5. "1800's Beat 1400's Most of the Time" and Win Probability

  • Debunking: This is broadly correct—Elo is designed to predict win probabilities, and higher-rated players will beat lower-rated players more often. However, the comment oversimplifies the situation by ignoring factors such as rating distortions, localized pools, or inflated/deflated ratings in certain regions or communities.

In large pools with limited crossover, ratings might not reflect true skill accurately, meaning a 1800-rated player from one isolated pool may not be as strong as a 1800-rated player from another pool. The same applies to 1400-rated players. The math behind Elo systems doesn’t account for these external distortions, and it can create a sense of unpredictability when players from different pools meet.

Additionally, upsets and variance are a key part of Elo, as noted, but this doesn’t mean the system is immune to external problems like insufficient game data, fragmented player bases, or mismatched pairings.
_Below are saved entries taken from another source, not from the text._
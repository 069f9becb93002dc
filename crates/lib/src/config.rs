//! Build configuration assembly.
//!
//! A `BuildConfig` is assembled once from `BuildOptions`, then passed by
//! shared reference into every pipeline stage. Nothing mutates it after
//! `assemble` returns.

use std::path::PathBuf;

use crate::platform::{Platform, PlatformDependencySet};

/// Warning flags every compilation starts from.
const DEFAULT_FLAGS: &[&str] = &["-Wall", "-Wextra", "-Wconversion", "-Wsign-conversion", "-pedantic"];

/// Default removals: the conversion warnings are too noisy for the
/// Vulkan API surface.
const DEFAULT_REMOVED_FLAGS: &[&str] = &["-Wconversion", "-Wsign-conversion"];

/// Inputs to configuration assembly, typically from the CLI.
#[derive(Debug, Clone)]
pub struct BuildOptions {
  /// Project root containing `src/`, `shaders/` and `examples/`.
  pub project_root: PathBuf,
  /// Build output root; defaults to `<project_root>/build`.
  pub build_root: Option<PathBuf>,
  /// Logical name of the library, used to name the archive.
  pub target_name: String,
  /// Debug build: no optimization, debug info. Release adds LTO.
  pub debug: bool,
  /// Extra compiler flags appended after the defaults.
  pub add_flags: Vec<String>,
  /// Flags stripped from the final set, after additions.
  pub remove_flags: Vec<String>,
}

impl Default for BuildOptions {
  fn default() -> Self {
    Self {
      project_root: PathBuf::from("."),
      build_root: None,
      target_name: "pigment".to_string(),
      debug: false,
      add_flags: Vec::new(),
      remove_flags: Vec::new(),
    }
  }
}

/// Fully assembled configuration for one build invocation.
///
/// Owned by the invocation that created it and read-only thereafter;
/// never a process-wide singleton.
#[derive(Debug, Clone)]
pub struct BuildConfig {
  pub target_name: String,
  pub project_root: PathBuf,
  pub build_root: PathBuf,
  pub include_dirs: Vec<PathBuf>,
  pub flags: Vec<String>,
  pub debug: bool,
  pub platform: Platform,
  pub deps: PlatformDependencySet,
}

impl BuildConfig {
  /// Assemble a configuration for the platform we are running on.
  pub fn assemble(options: BuildOptions) -> Self {
    Self::assemble_for(options, Platform::current())
  }

  /// Assemble a configuration for an explicit platform.
  pub fn assemble_for(options: BuildOptions, platform: Platform) -> Self {
    let deps = platform.dependency_set();

    // Default removals apply to the default set only, so a caller can
    // still add one of the removed flags back explicitly.
    let mut flags: Vec<String> = DEFAULT_FLAGS
      .iter()
      .filter(|f| !DEFAULT_REMOVED_FLAGS.contains(f))
      .map(|f| f.to_string())
      .collect();
    if options.debug {
      flags.extend(["-g", "-O0"].map(String::from));
    } else {
      flags.extend(["-O2", "-flto=auto"].map(String::from));
    }
    flags.extend(options.add_flags);
    flags.retain(|flag| !options.remove_flags.iter().any(|r| r == flag));

    let mut include_dirs = vec![options.project_root.join("src")];
    include_dirs.extend(deps.include_dirs.iter().cloned());

    let build_root = options.build_root.unwrap_or_else(|| options.project_root.join("build"));

    Self {
      target_name: options.target_name,
      project_root: options.project_root,
      build_root,
      include_dirs,
      flags,
      debug: options.debug,
      platform,
      deps,
    }
  }

  pub fn source_root(&self) -> PathBuf {
    self.project_root.join("src")
  }

  pub fn shader_root(&self) -> PathBuf {
    self.project_root.join("shaders")
  }

  pub fn examples_root(&self) -> PathBuf {
    self.project_root.join("examples")
  }
}

#[cfg(test)]
mod tests {
  use super::*;

  #[test]
  fn default_removals_strip_conversion_warnings() {
    let config = BuildConfig::assemble_for(BuildOptions::default(), Platform::OtherUnix);
    assert!(config.flags.iter().any(|f| f == "-Wall"));
    assert!(config.flags.iter().any(|f| f == "-pedantic"));
    assert!(!config.flags.iter().any(|f| f == "-Wconversion"));
    assert!(!config.flags.iter().any(|f| f == "-Wsign-conversion"));
  }

  #[test]
  fn lto_only_in_release() {
    let release = BuildConfig::assemble_for(BuildOptions::default(), Platform::OtherUnix);
    assert!(release.flags.iter().any(|f| f == "-flto=auto"));
    assert!(release.flags.iter().any(|f| f == "-O2"));

    let debug = BuildConfig::assemble_for(BuildOptions { debug: true, ..Default::default() }, Platform::OtherUnix);
    assert!(!debug.flags.iter().any(|f| f == "-flto=auto"));
    assert!(debug.flags.iter().any(|f| f == "-g"));
  }

  #[test]
  fn default_removals_do_not_block_user_additions() {
    let options = BuildOptions {
      add_flags: vec!["-Wconversion".to_string()],
      ..Default::default()
    };
    let config = BuildConfig::assemble_for(options, Platform::OtherUnix);
    assert!(config.flags.iter().any(|f| f == "-Wconversion"));
    assert!(!config.flags.iter().any(|f| f == "-Wsign-conversion"));
  }

  #[test]
  fn user_removals_apply_after_additions() {
    let options = BuildOptions {
      add_flags: vec!["-ffast-math".to_string()],
      remove_flags: vec!["-pedantic".to_string(), "-ffast-math".to_string()],
      ..Default::default()
    };
    let config = BuildConfig::assemble_for(options, Platform::OtherUnix);
    assert!(!config.flags.iter().any(|f| f == "-pedantic"));
    assert!(!config.flags.iter().any(|f| f == "-ffast-math"));
  }

  #[test]
  fn platform_include_dirs_follow_the_source_root() {
    let config = BuildConfig::assemble_for(BuildOptions::default(), Platform::MacOs);
    assert_eq!(config.include_dirs[0], PathBuf::from("./src"));
    assert_eq!(config.include_dirs[1], PathBuf::from("/opt/homebrew/include"));
  }

  #[test]
  fn build_root_defaults_under_project_root() {
    let options = BuildOptions { project_root: PathBuf::from("/proj"), ..Default::default() };
    let config = BuildConfig::assemble_for(options, Platform::OtherUnix);
    assert_eq!(config.build_root, PathBuf::from("/proj/build"));
  }
}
6. "Math Doesn't Discriminate"

  • Debunking: While it's true that "math doesn't discriminate" in a literal sense, this statement overlooks that the system's design can unintentionally create biases. The Elo system, or any rating system, is only as good as the data and conditions it is applied to. Poor matchmaking algorithms, large player pools with fragmented interaction, or localized inflations can lead to unintended biases or imbalances in the ratings system.

For example:

  • Players who live in regions with weaker pools can have inflated ratings, and when they compete with players from stronger regions, their rating may be deflated quickly.
  • The system might "discriminate" by failing to accurately reflect improvement or decline if players are only matched with opponents from the same localized pool.

So while the mathematical calculations of Elo are impartial, the system itself can be skewed by external factors.

Conclusion:

The comment oversimplifies the way Elo and ratings work in complex, large-scale environments. While Elo is a useful tool for predicting win probabilities, it has limitations when applied to large, fragmented pools, and ratings can become distorted if the system isn't properly managed. Key points like the importance of player crossover, the accuracy of win probabilities, and environmental factors like player base size and distribution are missing from the comment. Moreover, while math is impartial, the application of the system can introduce biases and distortions that affect the fairness of the outcomes.

IndianCamels

They don't have pools based on region. I've played people from Libya, Saudi Arabia, South Africa, India, America, Canada

IndianCamels

The vast majority of players do not have localized pools. In fact, localized pools produce higher ratings

basketstorm
chesssblackbelt wrote:

i told ai to make the above comment shorter if anyone wants to read the short version

The author observes that players on the chess site often mismatch their time controls, playing slow games with a fast-paced mindset and vice versa. They emphasize the importance of striving for checkmate wins rather than relying on time victories, arguing that true success in chess should focus on achieving checkmate. The author also highlights concerns about fair play in online chess compared to over-the-board games, suggesting that online play should mirror traditional standards. Ultimately, they advocate for players to choose their time controls based on their preferred pace of play.

Yes that could be a problem, easy to track if you count losses by timeout vs wins by opponent's timeout. That could tell if you're faster than your opponents.

Looking at my bullet stats, you could tell I play with hyper-bullet mindset while my opponents more tend to Blitz mindset:

IndianCamels

"A bad craftsman blames his tools"

basketstorm
IndianCamels wrote:

They don't have pools based on region. I've played people from Libya, Saudi Arabia, South Africa, India, America, Canada

Easy: timezone difference, people need to sleep, people are more productive when they're awake not sleepy etc, that's how you get into different pools here on chess.com. Look up stats against different countries btw, if you played a lot you'll see certain patterns like one country might appear stronger in general.

IndianCamels

Country of origin has nothing to do with skill. That definitely sounds bad. Don't make generalizations.